Operation of washing machine appliance 50 is generally controlled by an appliance processing device or controller 100 that is in communication with (e.g., electrically coupled to) the input selectors 60 for user manipulation to select washing machine cycles and features. As illustrated, the input selectors 60 may be knobs or dials. In various embodiments, the input selectors 60 may include one or more user input devices, such as switches, buttons, touchscreen interfaces, etc., as well as or instead of the illustrated example input selectors 60. Appliance controller 100 may further be in communication with (e.g., electrically coupled to) various other components of appliance 50, such as supply valves 74 and 79, drain pump 90, motor 94, pressure sensor 96, and one or more other suitable sensors, etc. In response to user manipulation of the input selectors 60, appliance controller 100 may operate the various components of washing machine appliance 50 to execute selected machine cycles and features. In the illustrated example embodiment, the user interface, including the input selectors 60, is located on backsplash 56. It should be understood, however, that the controller 100 and the user interface may each be positioned in a variety of locations throughout washing machine appliance 50. Further, it should be understood that a remote interface, such as but not limited to an app running on a smartphone which communicates with the controller 100 wirelessly, e.g., via WIFI or BLUETOOTH, etc., may be provided as well as or instead of the input selectors 60.

Appliance controller 100 may include a memory and microprocessor, such as a general or special purpose microprocessor operable to execute programming instructions or micro-control code associated with a cleaning cycle. The memory may represent random access memory such as DRAM, or read only memory such as ROM or FLASH. In one embodiment, the processor executes programming instructions stored in memory. The memory may be a separate component from the processor or may be included onboard within the processor. Alternatively, appliance controller 100 may be constructed without using a microprocessor, e.g., using a combination of discrete analog and/or digital logic circuitry (such as switches, amplifiers, integrators, comparators, flip-flops, AND gates, and the like) to perform control functionality instead of relying upon software. Control panel 58 and other components of washing machine appliance 50, such as the door 62, drain pump 90, motor 94, supply valves 74 and 79, pressure sensor 96, and various other sensors, etc. may be in communication with appliance controller 100 via one or more signal lines or shared communication busses. It should be noted that controllers 100 as disclosed herein are capable of and may be operable to perform any methods and associated method steps as disclosed herein. For example, in some embodiments, methods disclosed herein may be embodied in programming instructions stored in the memory and executed by the controller 100.

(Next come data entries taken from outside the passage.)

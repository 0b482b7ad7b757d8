//! Order specification tests.

use crate::compose::QueryComposer;
use crate::error::SybilError;

fn specs(items: &[&str]) -> Vec<String> {
    items.iter().map(|s| s.to_string()).collect()
}

#[test]
fn test_bare_column_defaults_to_asc() {
    let composer = QueryComposer::new("SELECT * FROM users");
    let query = composer
        .apply_ordering(composer.base(), &specs(&["name"]))
        .unwrap();
    assert_eq!(query, "SELECT * FROM users ORDER BY name ASC");
}

#[test]
fn test_explicit_directions_uppercased() {
    let composer = QueryComposer::new("SELECT * FROM users");
    let query = composer
        .apply_ordering(composer.base(), &specs(&["id DESC", "name asc"]))
        .unwrap();
    assert_eq!(query, "SELECT * FROM users ORDER BY id DESC, name ASC");
}

#[test]
fn test_qualified_column_accepted() {
    let composer = QueryComposer::new("SELECT * FROM users u");
    let query = composer
        .apply_ordering(composer.base(), &specs(&["u.created_at desc"]))
        .unwrap();
    assert_eq!(query, "SELECT * FROM users u ORDER BY u.created_at DESC");
}

#[test]
fn test_unknown_direction_rejected() {
    let composer = QueryComposer::new("SELECT * FROM users");
    let err = composer
        .apply_ordering(composer.base(), &specs(&["name SIDEWAYS"]))
        .unwrap_err();
    assert!(matches!(err, SybilError::InvalidOrderSpec(_)));
}

#[test]
fn test_too_many_tokens_rejected() {
    let composer = QueryComposer::new("SELECT * FROM users");
    let err = composer
        .apply_ordering(composer.base(), &specs(&["name ASC NULLS"]))
        .unwrap_err();
    assert!(matches!(err, SybilError::InvalidOrderSpec(_)));
}

#[test]
fn test_invalid_column_rejected() {
    let composer = QueryComposer::new("SELECT * FROM users");
    let err = composer
        .apply_ordering(composer.base(), &specs(&["1abc"]))
        .unwrap_err();
    assert!(matches!(err, SybilError::InvalidIdentifier(_)));
}

#[test]
fn test_empty_order_leaves_query_unchanged() {
    let composer = QueryComposer::new("SELECT * FROM users");
    let query = composer.apply_ordering(composer.base(), &[]).unwrap();
    assert_eq!(query, "SELECT * FROM users");
}
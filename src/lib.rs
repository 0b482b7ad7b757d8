//! PostgreSQL to Sybase ASE dialect bridge.
//!
//! Two independent entry points share one target-dialect vocabulary:
//!
//! - [`translate`] rewrites a full PostgreSQL statement into Sybase ASE
//!   syntax (booleans, concatenation, types, functions, identifier quoting,
//!   LIMIT/OFFSET, RETURNING, ILIKE).
//! - [`QueryComposer`] builds a filtered, ordered, paginated SELECT and its
//!   bound-parameter map from structured inputs. Values are always carried
//!   out-of-band; identifiers are validated before they touch the text.
//!
//! ```
//! use sybil::translate;
//!
//! assert_eq!(
//!     translate("SELECT * FROM users WHERE active = TRUE LIMIT 10"),
//!     "SELECT TOP 10 * FROM users WHERE active = 1"
//! );
//! ```

pub mod compose;
pub mod dialect;
pub mod error;
pub mod ident;
pub mod scanner;
pub mod translate;
pub mod value;

pub use compose::{ComposedQuery, FilterClause, QueryComposer};
pub use error::{SybilError, SybilResult};
pub use translate::{Translator, translate};

pub mod prelude {
    pub use crate::compose::{
        ComposedQuery, FilterClause, PageInfo, PageRequest, Params, QueryComposer, SortOrder,
    };
    pub use crate::error::{SybilError, SybilResult};
    pub use crate::ident::validate_identifier;
    pub use crate::translate::{LimitRewriter, RowBounds, Translator, translate};
    pub use crate::value::Value;
}
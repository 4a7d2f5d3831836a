use serde::{Deserialize, Serialize};
use std::collections::BTreeMap;
use thiserror::Error;

/// One `{"field": "raw answer"}` entry of a chat history.
#[derive(Debug, Clone, PartialEq, Eq, Serialize, Deserialize)]
#[serde(
    try_from = "BTreeMap<String, String>",
    into = "BTreeMap<String, String>"
)]
pub struct Answer {
    pub field: String,
    pub value: String,
}

impl Answer {
    pub fn new(field: impl Into<String>, value: impl Into<String>) -> Self {
        Self {
            field: field.into(),
            value: value.into(),
        }
    }
}

impl TryFrom<BTreeMap<String, String>> for Answer {
    type Error = HistoryError;

    fn try_from(map: BTreeMap<String, String>) -> Result<Self, Self::Error> {
        if map.len() != 1 {
            return Err(HistoryError::KeyCount { found: map.len() });
        }
        let mut entries = map.into_iter();
        match entries.next() {
            Some((field, value)) => Ok(Self { field, value }),
            None => Err(HistoryError::KeyCount { found: 0 }),
        }
    }
}

impl From<Answer> for BTreeMap<String, String> {
    fn from(answer: Answer) -> Self {
        BTreeMap::from([(answer.field, answer.value)])
    }
}

/// Parses a JSON array of single-key objects.
pub fn parse_history(json: &str) -> Result<Vec<Answer>, HistoryError> {
    serde_json::from_str(json).map_err(|err| HistoryError::Malformed(err.to_string()))
}

#[derive(Debug, Clone, PartialEq, Eq, Error)]
pub enum HistoryError {
    #[error("history entry must hold exactly one field, found {found}")]
    KeyCount { found: usize },
    #[error("malformed history: {0}")]
    Malformed(String),
}
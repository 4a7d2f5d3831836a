use thiserror::Error;

/// Observed states keyed by the closed field set of one questionnaire.
#[derive(Debug, Clone, PartialEq, Eq)]
pub struct Evidence {
    slots: Vec<(&'static str, Option<&'static str>)>,
}

impl Evidence {
    pub fn for_fields<I>(fields: I) -> Self
    where
        I: IntoIterator<Item = &'static str>,
    {
        Self {
            slots: fields.into_iter().map(|name| (name, None)).collect(),
        }
    }

    /// Records a canonical state; later answers for the same field replace earlier ones.
    pub fn set(&mut self, field: &str, state: &'static str) -> Result<(), EvidenceError> {
        let slot = self
            .slots
            .iter_mut()
            .find(|(name, _)| *name == field)
            .ok_or_else(|| EvidenceError::UnknownField {
                field: field.to_string(),
            })?;
        slot.1 = Some(state);
        Ok(())
    }

    pub fn get(&self, field: &str) -> Option<&'static str> {
        self.slots
            .iter()
            .find(|(name, _)| *name == field)
            .and_then(|(_, state)| *state)
    }

    pub fn contains_field(&self, field: &str) -> bool {
        self.slots.iter().any(|(name, _)| *name == field)
    }

    /// First field, in questionnaire order, still lacking an answer.
    pub fn first_missing(&self) -> Option<&'static str> {
        self.slots
            .iter()
            .find(|(_, state)| state.is_none())
            .map(|(name, _)| *name)
    }

    pub fn is_complete(&self) -> bool {
        self.first_missing().is_none()
    }

    pub fn known_count(&self) -> usize {
        self.slots.iter().filter(|(_, state)| state.is_some()).count()
    }

    pub fn is_empty(&self) -> bool {
        self.known_count() == 0
    }

    /// Known `(field, state)` pairs in questionnaire order.
    pub fn known(&self) -> impl Iterator<Item = (&'static str, &'static str)> + '_ {
        self.slots
            .iter()
            .filter_map(|(name, state)| state.map(|state| (*name, state)))
    }

    pub fn field_names(&self) -> impl Iterator<Item = &'static str> + '_ {
        self.slots.iter().map(|(name, _)| *name)
    }

    pub fn to_pairs(&self) -> Vec<(&'static str, &'static str)> {
        self.known().collect()
    }
}

#[derive(Debug, Clone, PartialEq, Eq, Error)]
pub enum EvidenceError {
    #[error("unknown field '{field}'")]
    UnknownField { field: String },
}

It should be appreciated that the present subject matter is not limited to any particular style, model, or configuration of washing machine appliance. The exemplary embodiment depicted in FIGS. 1 through 3 is simply provided for illustrative purposes only. While described in the context of a specific embodiment of vertical axis washing machine appliance 50, it will be understood that vertical axis washing machine appliance 50 is provided by way of example only. Other washing machine appliances having different configurations, different appearances, and/or different features may also be utilized with the present subject matter as well. For example, different locations may be provided for the user interface, different configurations may be provided, e.g., horizontal axis washing machines, and other differences may be applied as well.

Turning now to FIG. 4, an example embodiment of a diverter valve 200 is illustrated. In some embodiments, the diverter valve 200 includes a flow inlet 202, an actuation inlet 204, a recirculation port 206, and a drain port 208. As will be described in more detail below, the diverter valve 200 may be hydraulically actuated, e.g., the diverter valve may be actuated by a flow of liquid, e.g., water, through the actuation inlet 204. As may be seen, e.g., in FIG. 4, in some embodiments, the drain port 208 may be positioned above the recirculation port 206 along the vertical direction V.

The diverter valve 200 may be connected to and in fluid communication with the drain pump 90 to receive a first flow of fluid 1000 (e.g., FIGS. 5 and 6) from the drain pump 90 and may be connected to and in fluid communication with one or both of the supply valves 74 and 79 to receive a second flow of fluid 2000 (e.g., FIG. 6) from the supply valve(s) 74 and/or 79. For example, the diverter valve 200 may be connected to the drain pump 90 at the flow inlet 202 of the diverter valve and may be connected to the supply valve(s) 74 and/or 79 at the actuation inlet 204. As will be described in more detail below, the diverter valve 200 may thereby be actuated by a pulse of flow into the actuation inlet 204.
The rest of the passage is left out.